DR. MAYS: No, I think we're back up a little bit more. I think the Planning Committee has to step in here first before we do that and see the extent to which it can draft some things. Then that's, I think, what we would give them. The Planning Committee needs to come back into this process at this point. I think Bruce has been gone. We need to make sure that we can get them up to speed as soon as possible. I'm hoping we can pull all these documents together.

DR. LUCAS: One of the ways that we could identify where some of the gaps are that haven't already been identified is to go back and revisit the questions that we gave to the presenters within the context of the information that actually got presented and determine whether or not we feel like we got answers to all these questions, whether or not these are the questions that are still relevant, or there are different questions that now need to be posed. Then I think that will help us identify where the gaps are, because I took copious notes.

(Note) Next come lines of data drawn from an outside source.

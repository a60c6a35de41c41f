#![cfg_attr(all(not(debug_assertions), not(test)), deny(warnings))]
//! The `soilmon` binary: logging setup, config loading, signal handling and
//! command dispatch. All device behavior lives in `soilmon_core`.

mod cli;
mod device;
mod error_fmt;

use std::path::Path;
use std::sync::Arc;
use std::sync::atomic::{AtomicBool, Ordering};

use clap::Parser;
use eyre::{Result, WrapErr};
use soilmon_config::Config;
use tracing_subscriber::layer::SubscriberExt;
use tracing_subscriber::util::SubscriberInitExt;
use tracing_subscriber::{EnvFilter, Layer, fmt};

use crate::cli::{Cli, Commands, DEFAULT_CONFIG_PATH, FILE_GUARD};

fn init_logging(args: &Cli, logging: &soilmon_config::Logging) {
    // RUST_LOG wins over --log-level; the config file only adds the file
    // sink, console verbosity stays a CLI concern.
    let level = logging.level.as_deref().unwrap_or(&args.log_level);
    let filter =
        EnvFilter::try_from_default_env().unwrap_or_else(|_| EnvFilter::new(level.to_owned()));

    let console = if args.json {
        fmt::layer().json().boxed()
    } else {
        fmt::layer().boxed()
    };

    let file = logging.file.as_ref().map(|path| {
        let path = Path::new(path);
        let dir = path.parent().unwrap_or_else(|| Path::new("."));
        let name = path.file_name().unwrap_or_else(|| "soilmon.log".as_ref());
        let appender = match logging.rotation.as_deref() {
            Some("daily") => tracing_appender::rolling::daily(dir, name),
            Some("hourly") => tracing_appender::rolling::hourly(dir, name),
            _ => tracing_appender::rolling::never(dir, name),
        };
        let (writer, guard) = tracing_appender::non_blocking(appender);
        let _ = FILE_GUARD.set(guard);
        fmt::layer()
            .json()
            .with_ansi(false)
            .with_writer(writer)
            .boxed()
    });

    tracing_subscriber::registry()
        .with(filter)
        .with(console)
        .with(file)
        .init();
}

fn load_config(args: &Cli) -> Result<Config> {
    let (path, required) = match &args.config {
        Some(path) => (path.clone(), true),
        None => (DEFAULT_CONFIG_PATH.into(), false),
    };
    if !required && !path.exists() {
        tracing::debug!(path = %path.display(), "no config file, using built-in defaults");
        return Ok(Config::default());
    }
    let text = std::fs::read_to_string(&path)
        .wrap_err_with(|| format!("failed to read config {}", path.display()))?;
    let cfg = soilmon_config::load_toml(&text)
        .wrap_err_with(|| format!("invalid config {}", path.display()))?;
    cfg.validate()?;
    Ok(cfg)
}

fn run(args: &Cli, cfg: &Config) -> Result<()> {
    match args.cmd {
        Commands::Run => {
            let shutdown = Arc::new(AtomicBool::new(false));
            let flag = Arc::clone(&shutdown);
            ctrlc::set_handler(move || {
                flag.store(true, Ordering::Relaxed);
            })
            .wrap_err("failed to install the Ctrl-C handler")?;
            device::run(cfg, &shutdown)
        }
        Commands::Calibrate => device::calibrate(cfg),
        Commands::Measure => device::measure(cfg),
        Commands::Reset => device::reset(cfg),
        Commands::SelfCheck => device::self_check(cfg),
    }
}

fn main() {
    let args = Cli::parse();
    if let Err(e) = color_eyre::install() {
        eprintln!("failed to install error reporting: {e}");
    }

    let result = load_config(&args).and_then(|cfg| {
        init_logging(&args, &cfg.logging);
        run(&args, &cfg)
    });

    if let Err(e) = result {
        tracing::error!(error = ?e, "command failed");
        eprintln!("{}", error_fmt::humanize(&e));
        std::process::exit(error_fmt::exit_code_for_error(&e));
    }
}
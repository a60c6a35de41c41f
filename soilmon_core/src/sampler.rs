//! Probe sampling: power sequencing, settle delay and paced reading windows.
//!
//! A window powers the probe, waits for the supply to settle, takes a fixed
//! number of spaced readings and powers back down. Resistive probes corrode
//! while energized, so power-down must happen on every exit path.

use crate::error::MonitorError;
use crate::{SamplingCfg, mapper};
use soilmon_traits::MoistureProbe;
use soilmon_traits::clock::Clock;

/// Holds the probe powered for the duration of one sampling window and
/// powers it down on drop, including the error paths out of [`sample`].
struct PowerGuard<'a, P: MoistureProbe + ?Sized> {
    probe: &'a mut P,
}

impl<'a, P: MoistureProbe + ?Sized> PowerGuard<'a, P> {
    fn engage(probe: &'a mut P) -> Result<Self, MonitorError> {
        probe.power_on().map_err(crate::map_probe_error)?;
        Ok(Self { probe })
    }

    fn read(&mut self) -> Result<u16, MonitorError> {
        self.probe.read().map_err(crate::map_probe_error)
    }
}

impl<P: MoistureProbe + ?Sized> Drop for PowerGuard<'_, P> {
    fn drop(&mut self) {
        if let Err(e) = self.probe.power_off() {
            // We may already be unwinding an error; log and move on.
            tracing::warn!(error = %e, "failed to power probe down");
        }
    }
}

/// Runs one full sampling window and returns the raw readings.
///
/// Readings are spaced `probe_interval` apart with no trailing sleep after
/// the last one, so a window takes `settle + (probe_count - 1) * interval`
/// plus conversion time. The probe is unpowered by the time this returns.
pub fn sample<P, C>(probe: &mut P, clock: &C, cfg: &SamplingCfg) -> Result<Vec<u16>, MonitorError>
where
    P: MoistureProbe + ?Sized,
    C: Clock + ?Sized,
{
    let mut guard = PowerGuard::engage(probe)?;
    clock.sleep(cfg.settle);

    let mut readings = Vec::with_capacity(cfg.probe_count as usize);
    for i in 0..cfg.probe_count {
        if i > 0 {
            clock.sleep(cfg.probe_interval);
        }
        readings.push(guard.read()?);
    }
    drop(guard);

    log_spread(&readings);
    Ok(readings)
}

/// Debug-level spread diagnostics for one window. Catches drifting supply
/// rails and loose probe wiring long before the mean moves.
fn log_spread(readings: &[u16]) {
    let Some(&min) = readings.iter().min() else {
        return;
    };
    let max = readings.iter().max().copied().unwrap_or(min);
    let mean = mapper::reduce(readings).unwrap_or(min);
    let p25 = mapper::percentile(readings, 25.0).unwrap_or_default();
    let p50 = mapper::percentile(readings, 50.0).unwrap_or_default();
    let p75 = mapper::percentile(readings, 75.0).unwrap_or_default();
    let p95 = mapper::percentile(readings, 95.0).unwrap_or_default();
    tracing::debug!(
        count = readings.len(),
        min,
        max,
        mean,
        p25,
        p50,
        p75,
        p95,
        "sampling window spread"
    );
}
//! HD-38 resistive moisture probe behind an MCP3008 ADC.
//!
//! The probe's analog output goes into one MCP3008 channel; the converter
//! sits on SPI0. The probe supply is switched through a GPIO pin so it is
//! only energized during a sampling window (the sampler scopes that).

use std::time::Duration;

use rppal::gpio::{Gpio, OutputPin};
use rppal::spi::{Bus, Mode, SlaveSelect, Spi};
use soilmon_traits::MoistureProbe;

use crate::error::{HwError, Result};

/// How long the supply rail needs before conversions are trustworthy. The
/// sampler adds its own settle delay on top; this only covers the pin edge.
const POWER_EDGE_DELAY: Duration = Duration::from_millis(10);

pub struct Hd38 {
    spi: Spi,
    power: OutputPin,
    channel: u8,
    powered: bool,
}

impl Hd38 {
    /// `channel` is the MCP3008 input (0..=7), `power_pin` the BCM number of
    /// the supply switch.
    pub fn new(channel: u8, power_pin: u8) -> Result<Self> {
        if channel > 7 {
            return Err(HwError::Spi(format!("mcp3008 has no channel {channel}")));
        }
        let spi = Spi::new(Bus::Spi0, SlaveSelect::Ss0, 1_350_000, Mode::Mode0)
            .map_err(|e| HwError::Spi(e.to_string()))?;
        let mut power = Gpio::new()
            .map_err(|e| HwError::Gpio(e.to_string()))?
            .get(power_pin)
            .map_err(|e| HwError::Gpio(e.to_string()))?
            .into_output();
        power.set_low();
        Ok(Self {
            spi,
            power,
            channel,
            powered: false,
        })
    }

    fn convert(&mut self) -> Result<u16> {
        // Start bit, single-ended mode + channel, one clocked-out byte.
        let tx = [0x01, (0x08 | self.channel) << 4, 0x00];
        let mut rx = [0u8; 3];
        self.spi
            .transfer(&mut rx, &tx)
            .map_err(|e| HwError::Spi(e.to_string()))?;
        let raw10 = (u16::from(rx[1] & 0x03) << 8) | u16::from(rx[2]);
        // Stretch the 10-bit conversion onto the probe's native u16 range.
        let raw = raw10 << 6;
        tracing::trace!(raw10, raw, "hd38 conversion");
        Ok(raw)
    }
}

impl MoistureProbe for Hd38 {
    fn power_on(&mut self) -> std::result::Result<(), Box<dyn std::error::Error + Send + Sync>> {
        self.power.set_high();
        std::thread::sleep(POWER_EDGE_DELAY);
        self.powered = true;
        Ok(())
    }

    fn read(&mut self) -> std::result::Result<u16, Box<dyn std::error::Error + Send + Sync>> {
        if !self.powered {
            return Err(Box::new(HwError::Unpowered));
        }
        Ok(self.convert()?)
    }

    fn power_off(&mut self) -> std::result::Result<(), Box<dyn std::error::Error + Send + Sync>> {
        self.power.set_low();
        self.powered = false;
        Ok(())
    }
}
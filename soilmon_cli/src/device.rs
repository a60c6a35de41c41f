//! Collaborator assembly and command execution.
//!
//! The default build wires the simulated collaborators from
//! `soilmon_hardware`; the `hardware` feature swaps the probe, button and
//! LED for the rppal drivers. The hub wire stays simulated either way —
//! a broker-backed [`soilmon_traits::HubLink`] slots in here without
//! touching the core.

use std::sync::Arc;
use std::sync::atomic::AtomicBool;
use std::time::Duration;

use eyre::{Result, WrapErr, bail};
use soilmon_config::Config;
use soilmon_core::button::press_channel;
use soilmon_core::hub::HubReporter;
use soilmon_core::store::JsonStore;
use soilmon_core::{Monitor, OpStatus};
use soilmon_hardware::{LoggingIndicator, SimulatedHubLink, SimulatedProbe};
use soilmon_traits::{CalibrationStore, IndicatorState, Press};

/// Presses that can queue while an operation is running; extras are dropped.
const PRESS_BUFFER: usize = 8;

#[cfg(all(feature = "hardware", target_os = "linux"))]
mod pins {
    /// MCP3008 input the HD-38 analog output is wired to.
    pub const ADC_CHANNEL: u8 = 0;
    /// BCM pin switching the probe supply.
    pub const PROBE_POWER: u8 = 17;
    /// BCM pin of the active-low control button.
    pub const BUTTON: u8 = 21;
    pub const BUTTON_POLL_MS: u64 = 10;
    /// BCM pins of the RGB status LED.
    pub const LED_RED: u8 = 23;
    pub const LED_GREEN: u8 = 24;
    pub const LED_BLUE: u8 = 25;
}

fn reporter(cfg: &Config) -> (HubReporter<SimulatedHubLink>, soilmon_hardware::LinkHandle) {
    let link = SimulatedHubLink::new();
    let handle = link.handle();
    (
        HubReporter::new(link, &cfg.device.id, cfg.publish.attempts),
        handle,
    )
}

/// Builds the monitor for the long-running commands (`run`, `calibrate`,
/// `measure`). Press events come from stdin in the simulated build.
#[cfg(not(all(feature = "hardware", target_os = "linux")))]
fn build_monitor(cfg: &Config) -> Result<Monitor> {
    let (tx, button) = press_channel(PRESS_BUFFER);
    soilmon_hardware::button::spawn_stdin_injector(tx);
    tracing::info!("simulated hardware: type short/long/double + Enter to press the button");

    Monitor::builder()
        .with_probe(SimulatedProbe::new())
        .with_button(button)
        .with_indicator(LoggingIndicator::new())
        .with_publisher(reporter(cfg).0)
        .with_store(JsonStore::new(&cfg.device.calibration_path))
        .with_sampling((&cfg.sampling).into())
        .with_timing((&cfg.timing).into())
        .try_build()
        .wrap_err("failed to assemble the monitor")
}

#[cfg(all(feature = "hardware", target_os = "linux"))]
fn build_monitor(cfg: &Config) -> Result<Monitor> {
    use soilmon_hardware::button::{ClassifierCfg, spawn_gpio_button};
    use soilmon_hardware::hd38::Hd38;
    use soilmon_hardware::led::GpioRgbLed;

    let (tx, button) = press_channel(PRESS_BUFFER);
    spawn_gpio_button(
        pins::BUTTON,
        pins::BUTTON_POLL_MS,
        ClassifierCfg::default(),
        tx,
    )
    .wrap_err("failed to open the button pin")?;

    Monitor::builder()
        .with_probe(
            Hd38::new(pins::ADC_CHANNEL, pins::PROBE_POWER).wrap_err("failed to open the probe")?,
        )
        .with_button(button)
        .with_indicator(
            GpioRgbLed::new(pins::LED_RED, pins::LED_GREEN, pins::LED_BLUE)
                .wrap_err("failed to open the status LED")?,
        )
        .with_publisher(reporter(cfg).0)
        .with_store(JsonStore::new(&cfg.device.calibration_path))
        .with_sampling((&cfg.sampling).into())
        .with_timing((&cfg.timing).into())
        .try_build()
        .wrap_err("failed to assemble the monitor")
}

/// The device loop; runs until the shutdown flag is raised.
pub fn run(cfg: &Config, shutdown: &Arc<AtomicBool>) -> Result<()> {
    let mut monitor = build_monitor(cfg)?;
    monitor.run(shutdown)
}

/// One-shot interactive calibration.
pub fn calibrate(cfg: &Config) -> Result<()> {
    let mut monitor = build_monitor(cfg)?;
    monitor.load_calibration()?;
    println!("Starting calibration: press the button with the probe in dry soil.");
    match monitor.calibrate_device() {
        OpStatus::Completed => {
            let bounds = monitor.bounds();
            println!(
                "Calibration saved: dry {} / wet {}.",
                bounds.dry_raw, bounds.wet_raw
            );
            Ok(())
        }
        OpStatus::Rejected => bail!("another operation is in progress"),
        OpStatus::Failed(e) => Err(e.into()),
    }
}

/// One-shot measurement; prints the percentage.
pub fn measure(cfg: &Config) -> Result<()> {
    let mut monitor = build_monitor(cfg)?;
    monitor.connect_hub()?;
    monitor.load_calibration()?;
    match monitor.measure_soil_moisture() {
        OpStatus::Completed => {
            // Completed measurements always leave a cached value.
            let pct = monitor
                .last_percentage()
                .ok_or_else(|| eyre::eyre!("measurement completed without a value"))?;
            println!("Soil moisture: {pct}");
            Ok(())
        }
        OpStatus::Rejected => bail!("another operation is in progress"),
        OpStatus::Failed(e) => Err(e.into()),
    }
}

/// Deletes the stored calibration record.
pub fn reset(cfg: &Config) -> Result<()> {
    let mut store = JsonStore::new(&cfg.device.calibration_path);
    let existed = store
        .delete()
        .map_err(|e| eyre::eyre!("failed to delete calibration: {e}"))?;
    if existed {
        println!("Calibration deleted.");
    } else {
        println!("No calibration was stored.");
    }
    Ok(())
}

/// Scripted end-to-end pass over simulated hardware: calibrate with forced
/// probe levels, measure at the midpoint, and check what reached the hub.
/// Always runs the simulated collaborators, whatever features are on.
pub fn self_check(cfg: &Config) -> Result<()> {
    let dir = std::env::temp_dir().join(format!("soilmon-selfcheck-{}", std::process::id()));
    std::fs::create_dir_all(&dir).wrap_err("failed to create self-check scratch dir")?;
    let calibration_path = dir.join("calibration.json");

    let probe = SimulatedProbe::new();
    let probe_handle = probe.handle();
    let indicator = LoggingIndicator::new();
    let watcher = indicator.watcher();
    let (link_reporter, link) = reporter(cfg);
    let (tx, button) = press_channel(PRESS_BUFFER);

    let mut monitor = Monitor::builder()
        .with_probe(probe)
        .with_button(button)
        .with_indicator(indicator)
        .with_publisher(link_reporter)
        .with_store(JsonStore::new(&calibration_path))
        .with_sampling(soilmon_core::SamplingCfg {
            probe_count: 16,
            probe_interval: Duration::from_millis(1),
            settle: Duration::ZERO,
        })
        .with_timing(soilmon_core::TimingCfg {
            wakeup_interval: Duration::from_secs(1),
            hold: Duration::ZERO,
        })
        .try_build()
        .wrap_err("failed to assemble the self-check monitor")?;

    // Script the button: confirm the dry phase once the indicator asks for
    // it, then the wet phase, forcing the probe level for each.
    let presser = std::thread::spawn(move || {
        press_on(&watcher, IndicatorState::AwaitDryPress, || {
            probe_handle.force_level(40_000);
            let _ = tx.send(Press::Short);
        });
        press_on(&watcher, IndicatorState::AwaitWetPress, || {
            probe_handle.force_level(10_000);
            let _ = tx.send(Press::Short);
        });
        // Midpoint for the measurement afterwards.
        probe_handle.force_level(25_000);
    });

    let checks = (|| -> Result<()> {
        monitor.connect_hub()?;
        match monitor.calibrate_device() {
            OpStatus::Completed => {}
            other => bail!("calibration did not complete: {other:?}"),
        }
        let bounds = monitor.bounds();
        if bounds.dry_raw < 39_000 || bounds.wet_raw > 11_000 {
            bail!(
                "calibration captured unexpected bounds: dry {} wet {}",
                bounds.dry_raw,
                bounds.wet_raw
            );
        }

        match monitor.measure_soil_moisture() {
            OpStatus::Completed => {}
            other => bail!("measurement did not complete: {other:?}"),
        }
        let pct = monitor
            .last_percentage()
            .map(|p| p.value())
            .ok_or_else(|| eyre::eyre!("no measurement was cached"))?;
        if !(45..=55).contains(&pct) {
            bail!("midpoint level mapped to {pct}%, expected ~50%");
        }

        let state_topic = format!("{}/HD_38_soil_moisture_sensor/state", cfg.device.id);
        let states = link.payloads_on(&state_topic);
        let expected = format!("{pct}.0");
        if states.last() != Some(&expected) {
            bail!("hub state topic carries {states:?}, expected {expected}");
        }
        let availability = link.payloads_on(&format!("{}/availability", cfg.device.id));
        if availability.last().map(String::as_str) != Some("online") {
            bail!("availability was not announced");
        }
        Ok(())
    })();

    let _ = presser.join();
    let _ = std::fs::remove_dir_all(&dir);

    checks?;
    println!("self-check passed");
    Ok(())
}

fn press_on(
    watcher: &soilmon_hardware::IndicatorWatcher,
    state: IndicatorState,
    act: impl FnOnce(),
) {
    // The monitor drives the indicator from the same thread that waits for
    // the press, so the state always appears before the wait starts.
    for _ in 0..1_000 {
        if watcher.last() == Some(state) {
            act();
            return;
        }
        std::thread::sleep(Duration::from_millis(5));
    }
    tracing::error!(?state, "self-check never saw the expected indicator state");
}
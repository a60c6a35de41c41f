pub mod clock;

pub use clock::{Clock, MonotonicClock};

/// Analog moisture probe behind a switched supply.
///
/// Powering is split out so callers can scope it around a whole sampling
/// window instead of per read.
pub trait MoistureProbe {
    fn power_on(&mut self) -> Result<(), Box<dyn std::error::Error + Send + Sync>>;
    fn read(&mut self) -> Result<u16, Box<dyn std::error::Error + Send + Sync>>;
    fn power_off(&mut self) -> Result<(), Box<dyn std::error::Error + Send + Sync>>;
}

/// Edge-detected button press, already classified by the source.
#[derive(Debug, Clone, Copy, PartialEq, Eq)]
pub enum Press {
    Short,
    Long,
    Double,
}

/// Source of press events. Events that arrive while nobody is waiting stay
/// buffered, so a wait never misses an edge that preceded it.
pub trait Button {
    /// Block until the next press of any kind.
    fn wait_press(&mut self) -> Result<Press, Box<dyn std::error::Error + Send + Sync>>;

    /// Wait for a press for at most `timeout`; `Ok(None)` on timeout.
    fn wait_press_timeout(
        &mut self,
        timeout: std::time::Duration,
    ) -> Result<Option<Press>, Box<dyn std::error::Error + Send + Sync>>;

    /// Discard all buffered presses, returning how many were dropped.
    fn drain(&mut self) -> usize;
}

/// Named visual states the status indicator can render.
#[derive(Debug, Clone, Copy, PartialEq, Eq)]
pub enum IndicatorState {
    Connecting,
    Ready,
    Idle,
    Measuring,
    AwaitDryPress,
    CalibratingDry,
    AwaitWetPress,
    CalibratingWet,
    /// Color-coded moisture display, 0 = dry (red) through 100 = wet (green).
    Moisture { percent: u8 },
    UserError,
    FatalError,
}

/// Fire-and-forget status display.
pub trait Indicator {
    fn show(&mut self, state: IndicatorState);
}

/// Reports measurements to the home-automation hub. Implementations own
/// their retry policy; `publish_percentage` fails only once retries are
/// exhausted.
pub trait Publisher {
    fn connect(&mut self) -> Result<(), Box<dyn std::error::Error + Send + Sync>>;
    fn publish_percentage(
        &mut self,
        percent: u8,
    ) -> Result<(), Box<dyn std::error::Error + Send + Sync>>;
}

/// Raw wire beneath a [`Publisher`]: one broker connection that can publish
/// a payload to a topic. Topic layout and retries live above this trait;
/// delivery quality lives below it.
pub trait HubLink {
    /// Register the payload the broker should emit on `topic` if this
    /// connection drops uncleanly. Takes effect at the next [`connect`].
    ///
    /// [`connect`]: HubLink::connect
    fn set_last_will(
        &mut self,
        topic: &str,
        payload: &[u8],
        retain: bool,
    ) -> Result<(), Box<dyn std::error::Error + Send + Sync>>;

    fn connect(&mut self) -> Result<(), Box<dyn std::error::Error + Send + Sync>>;

    fn publish(
        &mut self,
        topic: &str,
        payload: &[u8],
        retain: bool,
    ) -> Result<(), Box<dyn std::error::Error + Send + Sync>>;
}

/// Raw-statistic readings captured at 0% and 100% moisture. Drier soil
/// reads higher, so a calibrated pair satisfies `dry_raw > wet_raw`.
#[derive(Debug, Clone, Copy, PartialEq, Eq)]
pub struct CalibrationBounds {
    pub dry_raw: u16,
    pub wet_raw: u16,
}

impl CalibrationBounds {
    /// Sentinel pair a device carries before calibration.
    pub const UNSET: Self = Self {
        dry_raw: u16::MAX,
        wet_raw: 0,
    };
}

/// Persists calibration bounds across restarts. A missing or unreadable
/// record loads as `None`, never as an error.
pub trait CalibrationStore {
    fn load(
        &mut self,
    ) -> Result<Option<CalibrationBounds>, Box<dyn std::error::Error + Send + Sync>>;
    fn save(
        &mut self,
        bounds: CalibrationBounds,
    ) -> Result<(), Box<dyn std::error::Error + Send + Sync>>;
    /// Remove the stored record; `Ok(true)` if one existed.
    fn delete(&mut self) -> Result<bool, Box<dyn std::error::Error + Send + Sync>>;
}
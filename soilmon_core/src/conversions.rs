//! `From` implementations bridging `soilmon_config` types to `soilmon_core` types.
//!
//! Config carries durations as plain millisecond integers for TOML; the
//! controller wants `Duration` everywhere.

use std::time::Duration;

use crate::{SamplingCfg, TimingCfg};

impl From<&soilmon_config::SamplingCfg> for SamplingCfg {
    fn from(c: &soilmon_config::SamplingCfg) -> Self {
        Self {
            probe_count: c.probe_count,
            probe_interval: Duration::from_millis(c.probe_interval_ms),
            settle: Duration::from_millis(c.settle_ms),
        }
    }
}

impl From<&soilmon_config::TimingCfg> for TimingCfg {
    fn from(c: &soilmon_config::TimingCfg) -> Self {
        Self {
            wakeup_interval: Duration::from_millis(c.wakeup_interval_ms),
            hold: Duration::from_millis(c.hold_ms),
        }
    }
}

DR. MAYS: I think that's excellent. Before we adjourn, I want to really thank the staff. I'm glad that you loved what happened. But in particular, to talk about Susan and Jackie and Nancy, it's a wonder you can't tell by the cauliflower ear here in terms of how much they've been on the phone and talking to people nicely twisting arms. I greatly appreciate the assistance to get us to this. They have also produced a report and some tables, which you'll get soon.

I want to thank Marjorie, who made sure that I had some guidance. I'm just coming back into this, so I needed to learn kind of the best way to do it. I also want to make sure that I thank Bob and Leslie Cooper and also Nancy for getting the materials out. I hear we had a large number of people who were on line listening to it. I think they were our colleagues at NCHS and NIH. I'm very excited about that.

MS. GREENBERG: Thanks to Nicole and Debbie.

DR. MAYS: We are here sitting here being as comfortable as we are. Nicole was just like give it to me and it was done. She took a lot of worries away, made sure people had a place to stay. Debbie made sure that everything happened. So I just want to say thank you to recognize that you played a role in this. The spotlight needs to be shared. Thank you, everybody.